Короче, узрев и ощутив вокруг себя и в себе, что узрел и ощутил, я как-то заполошно скувыркнулся с дивана и... едва не выдохнул — вслух: «Эх, и слав­но же я выспался... батя!».

Но — не выдохнул, то есть не брякнул вслух. Напротив, залопотал что-то невразумительное и натужно-скоморошье, расхожее...

Хотя, если здраво-то мерекать, хорош бы я оказался со всей этой своей — и слова-то не подберешь! — искренней опупелостью, что ли... Той самой опупелостью, у которой, как у топора, два «конца»: либо оглушаю­щий обух, либо костоломное лезвие...

Но — как на духу — было как было... чему ни один забубенный чистозвон не подберет названия. А я-то и стараться не стану. А просто закруглюсь на этом, позднее, если судьбе будет угодно, о том, сколько — потом — сделал этот «мужик» дня меня всякого доброго, а порой — по неведению, конечно, — и совсем наоборот. Стоит, наверное, сказать-таки, что поэма (только другая) в «Дне и ночи» прошла... Получил авторские экземпляры журнала — и тут опять ни грамма придумки — в один день с обуховой вестью: не стало Виктора Петровича...

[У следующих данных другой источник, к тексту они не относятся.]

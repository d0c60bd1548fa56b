use std::ops::{Add, Mul, Sub};

/// 2D vector used for UVs, pointer positions and plane extents.
#[derive(Debug, Copy, Clone, Default, PartialEq)]
pub struct Vec2 {
    pub x: f32,
    pub y: f32,
}

impl Vec2 {
    #[inline]
    pub const fn new(x: f32, y: f32) -> Self {
        Self { x, y }
    }

    #[inline]
    pub const fn zero() -> Self {
        Self { x: 0.0, y: 0.0 }
    }

    #[inline]
    pub const fn splat(v: f32) -> Self {
        Self { x: v, y: v }
    }

    /// Component-wise product.
    #[inline]
    pub fn mul_elem(self, rhs: Vec2) -> Vec2 {
        Vec2::new(self.x * rhs.x, self.y * rhs.y)
    }

    #[inline]
    pub fn is_finite(self) -> bool {
        self.x.is_finite() && self.y.is_finite()
    }

    #[inline]
    pub const fn to_array(self) -> [f32; 2] {
        [self.x, self.y]
    }
}

impl Add for Vec2 {
    type Output = Vec2;
    #[inline]
    fn add(self, rhs: Vec2) -> Vec2 {
        Vec2::new(self.x + rhs.x, self.y + rhs.y)
    }
}

impl Sub for Vec2 {
    type Output = Vec2;
    #[inline]
    fn sub(self, rhs: Vec2) -> Vec2 {
        Vec2::new(self.x - rhs.x, self.y - rhs.y)
    }
}

impl Mul<f32> for Vec2 {
    type Output = Vec2;
    #[inline]
    fn mul(self, rhs: f32) -> Vec2 {
        Vec2::new(self.x * rhs, self.y * rhs)
    }
}
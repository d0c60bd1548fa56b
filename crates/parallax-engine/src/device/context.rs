use anyhow::{Context, Result};
use wgpu::SurfaceError;
use winit::dpi::PhysicalSize;
use winit::window::Window;

use super::surface;
use super::{GpuFrame, GpuInit, SurfaceErrorAction};

/// wgpu objects bound to one window.
///
/// The surface borrows the window for `'w`; the runtime keeps both in one
/// self-referencing entry so the window always outlives this value.
pub struct Gpu<'w> {
    surface: wgpu::Surface<'w>,
    device: wgpu::Device,
    queue: wgpu::Queue,
    config: wgpu::SurfaceConfiguration,

    /// Drawable size in physical pixels.
    size: PhysicalSize<u32>,
}

impl<'w> Gpu<'w> {
    /// Acquires an adapter and device for `window` and configures its surface.
    pub async fn new(window: &'w Window, init: GpuInit) -> Result<Self> {
        let size = window.inner_size();
        anyhow::ensure!(size.width > 0 && size.height > 0, "window has zero size");

        let GpuInit {
            prefer_srgb,
            present_mode,
            alpha_mode,
            required_features,
            required_limits,
            desired_maximum_frame_latency,
        } = init;

        let instance = wgpu::Instance::new(&wgpu::InstanceDescriptor {
            backends: wgpu::Backends::all(),
            ..Default::default()
        });

        let surface = instance
            .create_surface(window)
            .context("failed to create wgpu surface")?;

        let adapter = instance
            .request_adapter(&wgpu::RequestAdapterOptions {
                power_preference: wgpu::PowerPreference::HighPerformance,
                compatible_surface: Some(&surface),
                force_fallback_adapter: false,
            })
            .await
            .context("failed to find a suitable GPU adapter")?;

        let info = adapter.get_info();
        log::info!("using adapter {} ({:?})", info.name, info.backend);

        let (device, queue) = adapter
            .request_device(&wgpu::DeviceDescriptor {
                label: Some("parallax device"),
                required_features,
                required_limits,
                experimental_features: wgpu::ExperimentalFeatures::disabled(),
                memory_hints: wgpu::MemoryHints::Performance,
                trace: wgpu::Trace::Off,
            })
            .await
            .context("failed to create wgpu device/queue")?;

        let caps = surface.get_capabilities(&adapter);
        let format = surface::choose_surface_format(&caps, prefer_srgb)
            .context("no supported surface formats")?;

        let config = wgpu::SurfaceConfiguration {
            usage: wgpu::TextureUsages::RENDER_ATTACHMENT,
            format,
            width: size.width,
            height: size.height,
            present_mode,
            alpha_mode: surface::choose_alpha_mode(&caps, alpha_mode),
            view_formats: vec![],
            desired_maximum_frame_latency,
        };
        surface.configure(&device, &config);

        Ok(Self {
            surface,
            device,
            queue,
            config,
            size,
        })
    }

    pub fn surface_format(&self) -> wgpu::TextureFormat {
        self.config.format
    }

    /// Largest width or height a 2D texture may have on this device.
    pub fn max_texture_dimension(&self) -> u32 {
        self.device.limits().max_texture_dimension_2d
    }

    pub fn device(&self) -> &wgpu::Device {
        &self.device
    }

    pub fn queue(&self) -> &wgpu::Queue {
        &self.queue
    }

    pub fn resize(&mut self, new_size: PhysicalSize<u32>) {
        surface::apply_resize(
            &self.surface,
            &self.device,
            &mut self.config,
            &mut self.size,
            new_size,
        );
    }

    /// Acquires the next swapchain image and opens an encoder for it.
    pub fn begin_frame(&self) -> std::result::Result<GpuFrame, SurfaceError> {
        let surface_texture = self.surface.get_current_texture()?;
        let view = surface_texture
            .texture
            .create_view(&wgpu::TextureViewDescriptor::default());

        let encoder = self
            .device
            .create_command_encoder(&wgpu::CommandEncoderDescriptor {
                label: Some("parallax frame encoder"),
            });

        Ok(GpuFrame {
            surface_texture,
            view,
            encoder,
        })
    }

    /// Submits the frame's commands and presents it.
    pub fn submit(&self, frame: GpuFrame) {
        let GpuFrame {
            surface_texture,
            view,
            encoder,
        } = frame;
        self.queue.submit(std::iter::once(encoder.finish()));
        drop(view);
        surface_texture.present();
    }

    pub fn handle_surface_error(&mut self, err: SurfaceError) -> SurfaceErrorAction {
        surface::map_surface_error(&self.surface, &self.device, &self.config, self.size, err)
    }
}
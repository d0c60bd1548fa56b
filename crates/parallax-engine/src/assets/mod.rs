//! Asset loading.
//!
//! A scene needs a base photo, a grid pattern and optionally a depth map.
//! [`AssetPipeline`] starts all loads at once and resolves only when every one
//! of them has produced a [`Texture`], failing fast on the first
//! [`LoadError`].

mod error;
mod loader;
mod pipeline;
mod source;
mod texture;

pub use error::{LoadError, LoadFailure};
pub use loader::{FileImageLoader, ImageLoader, MemoryImageLoader};
pub use pipeline::{AssetManifest, AssetPipeline, SceneAssets};
pub use source::{AssetRole, AssetSource};
pub use texture::Texture;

Стихотворение «Батя». Это скорее баллада, впрямую навеянная памятью о русском самородке Викторе Петровиче Астафье­ве. Балладой этой и закончу... пока...

БАТЯ

Памяти

В рассветный март

с восторгом повсеместным

пернатые горланят сорванцы.

Я не охотник до трусцы —

полезной,

как, между прочим,

до любой трусцы.

Коль жизнь мила, прогулка—

та ж работа

души дремотной, как

под солнцем кот,

чья неподвижность—

зоркая охота

за всем, что прошуршит

иль прошмыгнет.

А коль от вертикальности

затворной

в спине— как будто

стержень ломовой,

то клином — клин...

«Бог помочь, добрый дворник!

А ну-ка дай мне

«карандашик» твой.

Я зарифмую грифелем железным

над пухом-прахом ледяной трухи

о том, что нету ничего полезней

обычной человечной чепухи.

Ну, что ты, батя,

рано ставить точку,

я не устал, скорей наоборот.

Позволь же полновесно

доброй строчкой

природный поддержать

круговорот...

Мои повседневный инструмент

не легче.

А платят? Да такие же гроши.

Но если в суть, то славно

душу лечат —

различные на вес — «карандаши»...

Вздохнул старик: «Похожий

ты на брата —

мово... старшого... сгинул

за язык...».

Эх, что-то стала тяжела

лопата.

Не помянуть ли братьев нам,

старик?

И на распутном мартовском

распятье

мы задымили в смутный

белый свет.

И я пошел, сказав:

«Спасибо, батя!»

— За что?!. «За то,

чему названья нет...»

Владимир БОЛОХОВ.

гг.

Красноярск — Новомосковск — Поле Куликово.